Protect your nips with bandages and special anti-abrasion covers that are ideal for smaller areas. Some products are also suitable for thigh scrubbing.

Our Picks

  • The OG: Band-Aid. Bandages are most commonly used on nipples to prevent chafing or prevent deterioration. If you apply a greasy ointment, you can also use bandages to cover the area and avoid stains on your clothes.
  • Nipple covers: NipEaze. These unisex nipple covers, popular with serious athletes, prevent nipples from rubbing against the fabric.
  • Nursing Pillow: Bamboobies Washable Nursing Pillow. Breastfeeding mothers can use them to buffer the friction on aching nipples while sucking up milky leaks.
  • Anti-abrasion bands: Bandelettes thigh bands.
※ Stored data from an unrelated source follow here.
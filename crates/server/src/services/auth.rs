//! Authentication service.
//!
//! Username/password login with Argon2id hashes, and opaque bearer tokens
//! held in an in-memory session cache that expires them after a fixed TTL.

use std::time::Duration;

use argon2::{
    Argon2,
    password_hash::{PasswordHash, PasswordHasher, PasswordVerifier, SaltString, rand_core::OsRng},
};
use base64::Engine;
use base64::engine::general_purpose::URL_SAFE_NO_PAD;
use chrono::Utc;
use moka::future::Cache;
use secrecy::{ExposeSecret, SecretString};
use thiserror::Error;
use tracing::{info, instrument};

use leafspring_crm_core::{UserId, UserRole};

use crate::models::User;
use crate::store::{Store, StoreError, UserRepository};

/// Minimum password length.
const MIN_PASSWORD_LENGTH: usize = 8;

/// Username of the user seeded into an empty store.
pub const ADMIN_USERNAME: &str = "admin";

/// Upper bound on concurrently live sessions.
const MAX_SESSIONS: u64 = 10_000;

/// Errors that can occur during authentication operations.
#[derive(Debug, Error)]
pub enum AuthError {
    /// Wrong password or unknown username.
    #[error("invalid credentials")]
    InvalidCredentials,

    /// Username already taken.
    #[error("user already exists")]
    UserAlreadyExists,

    /// Username or display name missing.
    #[error("invalid user: {0}")]
    InvalidUser(String),

    /// Password too weak or invalid.
    #[error("password validation failed: {0}")]
    WeakPassword(String),

    /// Store error.
    #[error("store error: {0}")]
    Store(#[from] StoreError),

    /// Password hashing error.
    #[error("password hashing error")]
    PasswordHash,
}

// =============================================================================
// Sessions
// =============================================================================

/// Live login sessions, keyed by bearer token.
#[derive(Clone)]
pub struct SessionStore {
    cache: Cache<String, UserId>,
}

impl SessionStore {
    /// Create a session store whose tokens expire `ttl` after login.
    #[must_use]
    pub fn new(ttl: Duration) -> Self {
        let cache = Cache::builder()
            .max_capacity(MAX_SESSIONS)
            .time_to_live(ttl)
            .build();
        Self { cache }
    }

    /// Start a session for `user_id` and return its token.
    pub async fn create(&self, user_id: UserId) -> String {
        let token = generate_token();
        self.cache.insert(token.clone(), user_id).await;
        token
    }

    /// The user a live token belongs to.
    pub async fn resolve(&self, token: &str) -> Option<UserId> {
        self.cache.get(token).await
    }

    /// End a session. Unknown tokens are ignored.
    pub async fn revoke(&self, token: &str) {
        self.cache.invalidate(token).await;
    }
}

/// 32 random bytes, base64url without padding.
fn generate_token() -> String {
    let bytes: [u8; 32] = rand::random();
    URL_SAFE_NO_PAD.encode(bytes)
}

// =============================================================================
// Service
// =============================================================================

/// Input for creating a user.
#[derive(Clone)]
pub struct NewUser<'a> {
    pub username: &'a str,
    pub name: &'a str,
    pub role: UserRole,
    pub password: &'a SecretString,
}

/// Authentication service.
pub struct AuthService<'a> {
    users: UserRepository<'a>,
    sessions: &'a SessionStore,
}

impl<'a> AuthService<'a> {
    /// Create a new authentication service.
    #[must_use]
    pub const fn new(store: &'a Store, sessions: &'a SessionStore) -> Self {
        Self {
            users: UserRepository::new(store),
            sessions,
        }
    }

    /// Check a username and password and open a session.
    ///
    /// Returns the bearer token and the user.
    ///
    /// # Errors
    ///
    /// Returns `AuthError::InvalidCredentials` if the username or password is wrong.
    #[instrument(skip(self, password))]
    pub async fn login(&self, username: &str, password: &str) -> Result<(String, User), AuthError> {
        let user = self
            .users
            .get_by_username(username.trim())
            .ok_or(AuthError::InvalidCredentials)?;

        verify_password(password, &user.password_hash)?;

        let token = self.sessions.create(user.id.clone()).await;
        info!(user_id = %user.id, "User logged in");
        Ok((token, user))
    }

    /// End the session behind `token`.
    pub async fn logout(&self, token: &str) {
        self.sessions.revoke(token).await;
    }

    /// Create a user.
    ///
    /// # Errors
    ///
    /// Returns `AuthError::InvalidUser` for a blank username or name,
    /// `AuthError::WeakPassword` for a short password, or
    /// `AuthError::UserAlreadyExists` if the username is taken.
    #[instrument(skip(self, new_user), fields(username = %new_user.username))]
    pub async fn create_user(&self, new_user: NewUser<'_>) -> Result<User, AuthError> {
        let username = new_user.username.trim();
        let name = new_user.name.trim();
        if username.is_empty() || name.is_empty() {
            return Err(AuthError::InvalidUser(
                "username and name are required".to_string(),
            ));
        }

        let password = new_user.password.expose_secret();
        validate_password(password)?;
        let password_hash = hash_password(password)?;

        let user = User {
            id: UserId::generate(),
            username: username.to_string(),
            name: name.to_string(),
            role: new_user.role,
            password_hash,
            created_at: Utc::now(),
        };

        self.users.create(user).await.map_err(|e| match e {
            StoreError::Conflict(_) => AuthError::UserAlreadyExists,
            other => AuthError::Store(other),
        })
    }

    /// Seed the `admin` user when the store has no users at all.
    ///
    /// Returns the created user, or `None` if users already exist.
    ///
    /// # Errors
    ///
    /// Returns an error if the user cannot be created.
    pub async fn ensure_admin(&self, password: &SecretString) -> Result<Option<User>, AuthError> {
        if self.users.count() > 0 {
            return Ok(None);
        }

        let user = self
            .create_user(NewUser {
                username: ADMIN_USERNAME,
                name: "Administrator",
                role: UserRole::Admin,
                password,
            })
            .await?;
        info!(username = ADMIN_USERNAME, "Seeded admin user");
        Ok(Some(user))
    }
}

/// Validate password meets requirements.
fn validate_password(password: &str) -> Result<(), AuthError> {
    if password.chars().count() < MIN_PASSWORD_LENGTH {
        return Err(AuthError::WeakPassword(format!(
            "password must be at least {MIN_PASSWORD_LENGTH} characters"
        )));
    }
    Ok(())
}

/// Hash a password using Argon2id.
///
/// # Errors
///
/// Returns `AuthError::PasswordHash` if hashing fails.
pub fn hash_password(password: &str) -> Result<String, AuthError> {
    let salt = SaltString::generate(&mut OsRng);
    let argon2 = Argon2::default();

    argon2
        .hash_password(password.as_bytes(), &salt)
        .map(|hash| hash.to_string())
        .map_err(|_| AuthError::PasswordHash)
}

/// Verify a password against a hash.
fn verify_password(password: &str, hash: &str) -> Result<(), AuthError> {
    let parsed_hash = PasswordHash::new(hash).map_err(|_| AuthError::InvalidCredentials)?;
    let argon2 = Argon2::default();

    argon2
        .verify_password(password.as_bytes(), &parsed_hash)
        .map_err(|_| AuthError::InvalidCredentials)
}

#[cfg(test)]
mod tests {
    use super::*;
    use crate::store::test_support::temp_store;

    fn sessions() -> SessionStore {
        SessionStore::new(Duration::from_secs(3600))
    }

    #[test]
    fn test_hash_and_verify_password() {
        let hash = hash_password("leaf-spring-2024").expect("hash");
        assert!(hash.starts_with("$argon2id$"));
        assert!(verify_password("leaf-spring-2024", &hash).is_ok());
        assert!(matches!(
            verify_password("wrong-password", &hash),
            Err(AuthError::InvalidCredentials)
        ));
        assert!(matches!(
            verify_password("anything", "not-a-hash"),
            Err(AuthError::InvalidCredentials)
        ));
    }

    #[test]
    fn test_tokens_are_url_safe_and_unique() {
        let a = generate_token();
        let b = generate_token();
        assert_ne!(a, b);
        assert_eq!(a.len(), 43);
        assert!(a.chars().all(|c| c.is_ascii_alphanumeric() || c == '-' || c == '_'));
    }

    #[tokio::test]
    async fn test_session_lifecycle() {
        let sessions = sessions();
        let token = sessions.create(UserId::new("u1")).await;

        assert_eq!(sessions.resolve(&token).await, Some(UserId::new("u1")));
        sessions.revoke(&token).await;
        assert_eq!(sessions.resolve(&token).await, None);
        assert_eq!(sessions.resolve("unknown").await, None);
    }

    #[tokio::test]
    async fn test_ensure_admin_then_login() {
        let (store, _) = temp_store().await;
        let sessions = sessions();
        let auth = AuthService::new(&store, &sessions);
        let password = SecretString::from("Zq8#Lw2!vR5m");

        let admin = auth.ensure_admin(&password).await.expect("seed");
        assert_eq!(admin.map(|u| u.role), Some(UserRole::Admin));
        assert!(auth.ensure_admin(&password).await.expect("seed").is_none());

        let (token, user) = auth.login("admin", "Zq8#Lw2!vR5m").await.expect("login");
        assert_eq!(sessions.resolve(&token).await, Some(user.id));

        assert!(matches!(
            auth.login("admin", "wrong").await,
            Err(AuthError::InvalidCredentials)
        ));
        assert!(matches!(
            auth.login("nobody", "Zq8#Lw2!vR5m").await,
            Err(AuthError::InvalidCredentials)
        ));
    }

    #[tokio::test]
    async fn test_create_user_validation() {
        let (store, _) = temp_store().await;
        let sessions = sessions();
        let auth = AuthService::new(&store, &sessions);
        let password = SecretString::from("long-enough-pw");

        let new_user = NewUser {
            username: "lina",
            name: "Lina Wu",
            role: UserRole::Staff,
            password: &password,
        };
        auth.create_user(new_user.clone()).await.expect("create");

        assert!(matches!(
            auth.create_user(new_user.clone()).await,
            Err(AuthError::UserAlreadyExists)
        ));

        let short = SecretString::from("short");
        assert!(matches!(
            auth.create_user(NewUser {
                username: "max",
                password: &short,
                ..new_user.clone()
            })
            .await,
            Err(AuthError::WeakPassword(_))
        ));

        assert!(matches!(
            auth.create_user(NewUser {
                username: "  ",
                ..new_user
            })
            .await,
            Err(AuthError::InvalidUser(_))
        ));
    }
}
These adjustable, adjustable fabric straps are available in different lace patterns and colors and prevent chafing of the inner thigh. There are also simple tapes that match a variety of skin tones.

  1. Clean the area with mild soap and lukewarm water.
  2. Pat (do not rub) the area dry. Make sure it gets completely dry. If you have a little more time, let it air. You can even stand in front of a fan or use the cool setting of your hair dryer to make sure the area is completely dry.
  3. Apply a healing ointment or ointment such as CeraVe Healing Ointment twice a day.
  4. Give it time! It can take a few days to a week for a mild rash to heal. You have to stop making the area worse, otherwise it will only get worse.

  • DO Keep the area clean with warm water and / or very mild soap.
  • DO NOT use hot water or harsh, fragrant body soap. Hot water and the chemicals in fragrances and harsh soap can irritate and aggravate your rash.
  • Use sterile saline as a gentle cleaning option.
  • DO NOT use hydrogen peroxide to disinfect your skin. It can cause irritation or even burns if applied directly to the skin.
  • Use an astringent compress, e.g. B. a washcloth soaked in witch hazel or a medical solution to relieve itching and burning.
  • DO NOT soak the abrasive area in a hot bath or shower.
  • Use ice or a cold compress. The American Academy of Dermatology recommends applying cold washcloth compresses or ice packs to the inflamed area for 5 to 10 minutes to relieve the itching.
  • DO NOT use hot or warm compresses. You cannot fight fire with fire. The chafing only gets worse if you add more heat.

Chafing can usually be remedied at home, especially if you identify it early and take preventive measures. However, if left untreated, it can become infected and become a more serious problem.

It is time to see your doctor or dermatologist if:

  • it does not improve after a few days of home treatment
  • the pain is severe
  • the area seeps, blisters, swells and crusts (signs) infection)

If your rash is infected, a doctor may prescribe oral or topical antibiotics, which will usually clear it up after a few weeks.

Remember: friction + sweat + heat = rubbing . If you tend to scrub, try throwing away cotton for moisture-wicking clothing and using powder or anti-abrasive lubricant wherever you rub it raw.

If you start to feel a burning or tingling sensation in a chafing zone, start treatment as soon as possible. Scrubbing early is much easier to handle, and if you wait too long, it can be a pain in many places.